Viterbi professors win Air Force’s Young Investigator Award


The mission of the U.S. Air Force is to fly, fight and win in air, space and cyberspace. Out of 280 proposals from researchers nationwide, two USC Viterbi School of Engineering professors received $450,000 grants from the Air Force Office of Scientific Research to aid the force’s mission through their investigative studies.

Qiming Wang (left) and Mahdi Soltanolkotabi (right), both assistant professors at the Viterbi School of Engineering, were presented with $450,000 in grants to further pursue their research. Photo courtesy of Valentina Suarez.

The grants, titled the Air Force Young Investigator Award, encourages creative research in science and engineering, which the professors will utilize to continue their studies and provide more opportunities to students.

“Winning awards is one thing, but I think the major goal for researchers is to publish high-impact papers,” assistant professor Qiming Wang said.

Through his research, Wang’s students are able to explore the mechanics of physical materials, specifically how soft surfaces like rubber, human skin and muscle can be deformed.

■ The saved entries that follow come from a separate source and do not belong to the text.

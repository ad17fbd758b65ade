use std::sync::{Arc, Mutex};
use std::time::Duration;

use tokio::select;
use tokio::task::JoinHandle;
use tokio::time::{interval_at, Instant, MissedTickBehavior};
use tokio_util::sync::CancellationToken;
use tracing::{debug, info, trace, warn};

use crate::messaging::envelope::Envelope;
use crate::messaging::pending_ack_set::PendingAckSet;
use crate::messaging::transport::Transport;

/// Periodically re-sends every message in the [PendingAckSet], unmodified - i.e. with its
///  original sequence number, which is what makes re-sending idempotent on the receiving side.
///
/// The loop works on a snapshot of the pending set, so sending never holds up ACK processing.
///  It is stopped cooperatively: cancellation is checked between ticks and between datagrams,
///  and [Retransmitter::shutdown] waits for the loop to exit.
pub struct Retransmitter {
    cancel_token: CancellationToken,
    handle: Mutex<Option<JoinHandle<()>>>,
}

impl Retransmitter {
    pub fn spawn(resend_interval: Duration, pending_acks: Arc<PendingAckSet>, transport: Arc<dyn Transport>) -> Retransmitter {
        let cancel_token = CancellationToken::new();
        let handle = tokio::spawn(Self::do_loop(resend_interval, pending_acks, transport, cancel_token.clone()));

        Retransmitter {
            cancel_token,
            handle: Mutex::new(Some(handle)),
        }
    }

    /// Stops the loop and waits for it to finish. No datagrams are re-sent after this returns.
    pub async fn shutdown(&self) {
        self.cancel_token.cancel();

        let handle = self.handle.lock()
            .unwrap_or_else(|e| e.into_inner())
            .take();
        if let Some(handle) = handle {
            if let Err(e) = handle.await {
                warn!("retransmission loop terminated abnormally: {}", e);
            }
        }
    }

    pub fn is_running(&self) -> bool {
        !self.cancel_token.is_cancelled()
    }

    async fn do_loop(resend_interval: Duration, pending_acks: Arc<PendingAckSet>, transport: Arc<dyn Transport>, cancel_token: CancellationToken) {
        info!("starting retransmission loop with interval {:?}", resend_interval);

        let mut ticks = interval_at(Instant::now() + resend_interval, resend_interval);
        ticks.set_missed_tick_behavior(MissedTickBehavior::Delay);

        loop {
            select! {
                biased;
                _ = cancel_token.cancelled() => break,
                _ = ticks.tick() => {}
            }

            let pending = pending_acks.snapshot().await;
            if !pending.is_empty() {
                trace!("re-sending {} unacknowledged messages", pending.len());
            }

            for entry in pending {
                if cancel_token.is_cancelled() {
                    break;
                }

                let datagram = Envelope::Message(entry.message).to_bytes();
                if let Err(e) = transport.send(entry.recipient, &datagram).await {
                    debug!("error re-sending message to {:?}: {}", entry.recipient, e);
                }
            }
        }

        info!("retransmission loop terminated");
    }
}

impl Drop for Retransmitter {
    fn drop(&mut self) {
        self.cancel_token.cancel();
    }
}

#[cfg(test)]
mod tests {
    use bytes::Bytes;
    use tokio::time::sleep;

    use super::*;
    use crate::messaging::envelope::{DeliveryMode, SequencedMessage};
    use crate::test_util::node::test_peer_addr;
    use crate::test_util::transport::TrackingMockTransport;

    fn msg(sequence: u64) -> SequencedMessage {
        SequencedMessage {
            sequence,
            mode: DeliveryMode::Reliable,
            payload: Bytes::from_static(b"data"),
        }
    }

    #[tokio::test(start_paused = true)]
    async fn test_resends_pending_messages_periodically() {
        let pending_acks = Arc::new(PendingAckSet::default());
        pending_acks.add(test_peer_addr(2), msg(1)).await;
        pending_acks.add(test_peer_addr(3), msg(4)).await;

        let transport = Arc::new(TrackingMockTransport::new(test_peer_addr(1)));
        let retransmitter = Retransmitter::spawn(Duration::from_millis(64), pending_acks.clone(), transport.clone());

        sleep(Duration::from_millis(60)).await;
        assert!(transport.sent_datagrams().await.is_empty());

        sleep(Duration::from_millis(10)).await;
        let sent = transport.sent_datagrams().await;
        assert_eq!(sent, vec![
            (test_peer_addr(2), Envelope::Message(msg(1)).to_bytes().to_vec()),
            (test_peer_addr(3), Envelope::Message(msg(4)).to_bytes().to_vec()),
        ]);

        pending_acks.remove_matching(test_peer_addr(2), 1).await;
        sleep(Duration::from_millis(64)).await;
        assert_eq!(transport.sent_datagrams().await, vec![
            (test_peer_addr(3), Envelope::Message(msg(4)).to_bytes().to_vec()),
        ]);

        retransmitter.shutdown().await;
    }

    #[tokio::test(start_paused = true)]
    async fn test_nothing_is_sent_after_shutdown() {
        let pending_acks = Arc::new(PendingAckSet::default());
        pending_acks.add(test_peer_addr(2), msg(1)).await;

        let transport = Arc::new(TrackingMockTransport::new(test_peer_addr(1)));
        let retransmitter = Retransmitter::spawn(Duration::from_millis(64), pending_acks.clone(), transport.clone());

        sleep(Duration::from_millis(100)).await;
        assert_eq!(transport.sent_datagrams().await.len(), 1);

        retransmitter.shutdown().await;
        assert!(!retransmitter.is_running());

        sleep(Duration::from_secs(10)).await;
        assert!(transport.sent_datagrams().await.is_empty());
        assert_eq!(pending_acks.len().await, 1);
    }

    #[tokio::test(start_paused = true)]
    async fn test_drop_stops_the_loop() {
        let pending_acks = Arc::new(PendingAckSet::default());
        pending_acks.add(test_peer_addr(2), msg(1)).await;

        let transport = Arc::new(TrackingMockTransport::new(test_peer_addr(1)));
        drop(Retransmitter::spawn(Duration::from_millis(64), pending_acks, transport.clone()));

        sleep(Duration::from_secs(1)).await;
        assert!(transport.sent_datagrams().await.is_empty());
    }
}
pub mod config;
pub mod envelope;
pub mod error;
pub mod message_module;
pub mod payload;
pub mod pending_ack_set;
pub mod reliable_channel;
pub mod request_correlator;
pub mod retransmitter;
pub mod sequence_table;
pub mod transport;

Assistant professor Mahdi Soltanolkotabi focuses on the intersection of data science, statistics and computer science through the creation of algorithms in machine learning.

“There are a lot of problems in engineering and basic sciences,” Soltanolkotabi said. “At the end of the day you want to optimize something. You want to maximize revenue, you want to minimize signal error.”

Wang’s research involves studying self-healing structures and how they are manufactured. He imagines that, through his work, fractured aircraft wings, bullet-damaged armor and broken cell phone circuits will be able repair themselves.

Wang creates smaller, durable yet lightweight models, such as cubes, capable of self-repair through 3-D printing. After these structures break, they mend themselves within hours almost to their original form, Wang said.

“We don’t need to spend extra money for [an aircraft wing],” Wang said. “If we have some material that can be made into [armor] and also can automatically, autonomously self-heal, then you can reuse it…”

These structures are made of a polymer-type material that Wang already developed in his prior research. When Wang first designed the material, he was able to infuse self-healable and photocurable properties into the polymer. However, mastering the coexistence of these two characteristics in the material’s design was a challenge.

“These two requirements compete with each other,” Wang said. “We have to find an adequate molecular structure to enable both behaviors.”

Although his current research is on a smaller-scale, Wang wishes to transition into large-scale printing and further expand on his studies in the future.

“We already have the material, [so] once we receive the grant … we can begin to do this 3-D printing of this kind of structure and test how this can help the repairing of the structures,” Wang said.

Soltanolkatobi’s research focuses primarily on learning data representations, which is the process of mapping or embedding data into representations that enable the computer to interpret high-dimensional data. 

These algorithms have many uses in modern signal processing and machine learning, applicable to artificial intelligence usage. For instance, they can solve word analogies, Soltanolkotabi said. 

According to Soltanolkotabi, optimization problems are commonly encountered in engineering and sciences, but for his current research, he decided to look at more unconventional problems. 

These problems have the potential for larger impact in signal processing and computational imaging. They will additionally decrease frequent purchases of expensive scientific equipment, as the computer will be able to augment many measurement devices.

“These algorithms can help overcome the deficiencies in many devices,” Soltanolkotabi said. “You can buy a cheap, small telescope but get the same image quality of a much larger more expensive one.”

Soltanolkotabi hopes that his research will reduce error and uncertainty surrounding modern artificial intelligence algorithms. Many of these algorithms fail because we do not have the technology required to further understand them, he said.

“These heuristics are like a black box and we don’t really understand why or how they work,” Soltanolkotabi said. “This lack of understanding could cause some issues and there are a variety of ethical concerns, fairness concerns … My hope is that by understanding the underlying theory behind why or how these algorithms work, I can make these inferential algorithms more reliable and fair.”